南棟下階にある料理店からは、客も、ほとんどの使用人達も逃げ出していた。
逃げ出すわけにもいかない上級使用人達のみが、部屋の隅で踏みとどまっていた。
部屋の中央のテーブルをゴロつきらしく占領し、脚を投げ出したまま部下達からの報告を聞く男。
彼の周囲には気絶した警備員達が倒れていた。
「対象はその部屋か?」
「不明です。
中からは銃声が3発。以降物音がしません。
壁も扉も分厚く、中の様子は確認出来ません」
「中尉…東棟の屋根の上に居た者は、銃撃戦の末、落下して死亡しました」
「そこの屋根裏を捜索したところ、袋小路で護衛騎士の一人を発見。

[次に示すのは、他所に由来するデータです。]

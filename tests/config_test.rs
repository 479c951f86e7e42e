// Copyright (c) 2025 Ronan LE MEILLAT, SCTG Development
// This file is part of the rust-acremote project and is licensed under the
// SCTG Development Non-Commercial License v1.0 (see LICENSE.md for details).

use anyhow::Result;
use rust_acremote::config::{utils, Config, RemoteConfig};
use tempfile::tempdir;

#[test]
fn test_config_load_and_save() -> Result<()> {
    // Create a temporary directory
    let temp_dir = tempdir()?;
    let config_path = temp_dir.path().join("config.yaml");

    // Create a custom config
    let config = Config {
        remote: RemoteConfig {
            host: "10.0.0.42".to_string(),
            login_id: "admin".to_string(),
            target_temp: 27,
            ..RemoteConfig::default()
        },
        ..Config::default()
    };

    // Save config to file
    config.save_to_file(&config_path)?;

    // Load config from file
    let loaded_config = Config::from_file(&config_path)?;

    // Verify loaded config matches original
    assert_eq!(loaded_config.remote.host, "10.0.0.42");
    assert_eq!(loaded_config.remote.login_id, "admin");
    assert_eq!(loaded_config.remote.target_temp, 27);
    assert_eq!(loaded_config.display.width, 480);
    assert_eq!(loaded_config.scheduler.queue_size, 4);

    // Test loading default config for non-existent file
    let non_existent_path = temp_dir.path().join("non_existent.yaml");
    let default_config = Config::from_file(&non_existent_path)?;

    // Verify default config was created
    assert!(non_existent_path.exists());
    assert_eq!(default_config.remote.lower_temp, 25);
    assert_eq!(default_config.remote.upper_temp, 29);
    assert_eq!(default_config.display.framebuffer, "/dev/fb1");

    Ok(())
}

#[test]
fn test_apply_args_overrides() {
    let mut config = Config::default();
    assert_eq!(config.remote.host, "192.168.0.1");
    assert_eq!(config.remote.target_temp, 26);

    config.apply_args(
        Some("10.1.1.1".to_string()),
        Some("user".to_string()),
        Some("secret".to_string()),
        Some(27),
        Some(1),
        Some(2),
        Some("/dev/fb0".to_string()),
        Some("/dev/input/event2".to_string()),
    );

    assert_eq!(config.remote.host, "10.1.1.1");
    assert_eq!(config.remote.login_id, "user");
    assert_eq!(config.remote.password, "secret");
    assert_eq!(config.remote.target_temp, 27);
    assert_eq!(config.remote.wind_speed, 1);
    assert_eq!(config.remote.wind_angle, 2);
    assert_eq!(config.display.framebuffer, "/dev/fb0");
    assert_eq!(config.touch.device, "/dev/input/event2");

    // None leaves values untouched
    config.apply_args(None, None, None, None, None, None, None, None);
    assert_eq!(config.remote.host, "10.1.1.1");
    assert_eq!(config.remote.target_temp, 27);
}

#[test]
fn test_specific_validation_rules() {
    // The default configuration is valid
    let config = Config::default();
    assert!(utils::validate_specific_rules(&config).is_ok());

    // Inverted temperature bounds
    let mut config = Config::default();
    config.remote.lower_temp = 30;
    assert!(utils::validate_specific_rules(&config).is_err());

    // Target outside the bounds
    let mut config = Config::default();
    config.remote.target_temp = 29;
    assert!(utils::validate_specific_rules(&config).is_err());

    // Degenerate calibration span
    let mut config = Config::default();
    config.touch.raw_end[0] = config.touch.raw_origin[0];
    assert!(utils::validate_specific_rules(&config).is_err());

    // Zero-capacity scheduler
    let mut config = Config::default();
    config.scheduler.queue_size = 0;
    assert!(utils::validate_specific_rules(&config).is_err());

    // Unusable host
    let mut config = Config::default();
    config.remote.host = "http://not a host".to_string();
    assert!(utils::validate_specific_rules(&config).is_err());
}

#[test]
fn test_invalid_config_produces_sample_file() -> Result<()> {
    let temp_dir = tempdir()?;
    let config_path = temp_dir.path().join("config.yaml");

    // Schema-valid YAML that fails the specific rules
    std::fs::write(
        &config_path,
        "remote:\n  target_temp: 40\n  upper_temp: 29\n  lower_temp: 25\n",
    )?;

    let result = Config::from_file(&config_path);
    assert!(result.is_err());

    // A sample file is generated next to the rejected one
    assert!(temp_dir.path().join("config.sample.yaml").exists());

    Ok(())
}

#[test]
fn test_schema_rejects_unknown_sections() -> Result<()> {
    let temp_dir = tempdir()?;
    let config_path = temp_dir.path().join("config.yaml");

    std::fs::write(&config_path, "telemetry:\n  enabled: true\n")?;

    assert!(Config::from_file(&config_path).is_err());

    Ok(())
}
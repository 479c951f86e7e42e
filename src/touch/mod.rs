// Copyright (c) 2025 Ronan LE MEILLAT, SCTG Development
// This file is part of the rust-acremote project and is licensed under the
// SCTG Development Non-Commercial License v1.0 (see LICENSE.md for details).

//! Touch input: calibration and the raw event device
//!
//! The capacitive sensor reports raw axis values whose range and polarity do
//! not necessarily align with the display's pixel coordinate system. This
//! module maps raw samples into logical pixels via a two-point calibration
//! and resolves batches of raw input events into press-and-release taps.

pub mod calibration;
pub mod driver;

pub use calibration::TouchCalibration;
pub use driver::TouchScreen;
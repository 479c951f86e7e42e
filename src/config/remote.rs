// Copyright (c) 2025 Ronan LE MEILLAT, SCTG Development
// This file is part of the rust-acremote project and is licensed under the
// SCTG Development Non-Commercial License v1.0 (see LICENSE.md for details).

//! Configuration for the remote panel session

use serde::{Deserialize, Serialize};

/// Settings for the web remote panel session: address, credentials,
/// temperature bounds and the keep-alive cadence.
///
/// The temperature bounds mirror the panel's own hidden configuration
/// fields. `target_temp` must satisfy `lower_temp <= target_temp < upper_temp`;
/// the panel rejects anything else.
#[derive(Debug, Deserialize, Serialize, Clone)]
#[serde(default)]
pub struct RemoteConfig {
    /// Host or IP of the web remote panel
    pub host: String,
    /// Login id posted on the landing form
    pub login_id: String,
    /// Login password posted on the landing form
    pub password: String,
    /// Initial target temperature in celsius
    pub target_temp: i32,
    /// Wind speed index (0 Auto / 1 Max / 2 Medium / 3 Low)
    pub wind_speed: u8,
    /// Wind angle index (0 Swing / 1 Horizontal / 2 Vertical)
    pub wind_angle: u8,
    /// Lowest temperature the unit accepts (inclusive for set, exclusive-by-one on decrement)
    pub lower_temp: i32,
    /// Highest temperature the unit accepts (exclusive)
    pub upper_temp: i32,
    /// Interval between state refreshes, seconds
    pub state_interval_secs: u64,
    /// Maximum random addition to the state refresh interval, seconds
    pub state_jitter_secs: u64,
    /// Interval between forced re-logins, seconds
    pub relogin_interval_secs: u64,
    /// Maximum random addition to the re-login interval, seconds
    pub relogin_jitter_secs: u64,
    /// Settle delay between a re-login and the command resend, seconds
    pub relogin_settle_secs: u64,
}

impl Default for RemoteConfig {
    fn default() -> Self {
        Self {
            host: "192.168.0.1".to_string(),
            login_id: String::new(),
            password: String::new(),
            target_temp: 26,
            wind_speed: 0,
            wind_angle: 0,
            lower_temp: 25,
            upper_temp: 29,
            state_interval_secs: 60,
            state_jitter_secs: 30,
            relogin_interval_secs: 1200,
            relogin_jitter_secs: 60,
            relogin_settle_secs: 5,
        }
    }
}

投降したので捕縛しました。
対象と護衛隊長の行方は不明です」
次々に入る報告を聞き、彼は考え込んだ。
「北棟…東…南…。
東棟の上階や最上階には南棟に繋がる連絡通路は無かった筈だが、どうやって…?
…隠し通路か…ちっ…面倒な…」
中尉と呼ばれた男は、わざと伸ばした無精髭を撫でながら彼等の逃走経路を考えた。
「東棟上階以上のフロアに監視を配置しろ。
上階の何処かに南棟に繋がる隠し通路がある筈だ。
見かけた奴等は高位貴族だろうと構わん。全て無力化して捕縛しろ。
…出来るだけ殺すな。特にフィングリッド上級研究員殿はな」
頭の中で建物の図面を広げながら指示を出す。
そこに、裏口を見張っている部下の連絡員から報告が入った。
「裏口からフードを被った貴族達と思しき集団が一斉に逃げ出しております。
遠目で人相確認をしておりますが、人数が多く、確認にも捕縛にも手が足りません…」
「くそ…数が足りん。腐れ貴族共が…。
…今は例の部屋の解錠を優先しろ」
部屋の隅で震えている使用人達に、声が届かない様に命令する。
「それと、外で待機中の少尉に通達。
奴等の中継連絡員を全て処理しろ。賄賂を受け取っていた兵士もだ。
もう奴等を生かしておく必要は無い。
連絡が途絶えれば不審がられるだろうが、閣下連中にこの事を知られるよりは良い。」
彼の部下達は、諜報員だとバレ無いように動き回り、各々の指示された内容を確実に遂行していった。
「この建物がエーギル家所有で、その息子が後援商会に爆弾を仕掛けるか…。世も末だな…」
中尉は天井を見上げながら独り言ちた。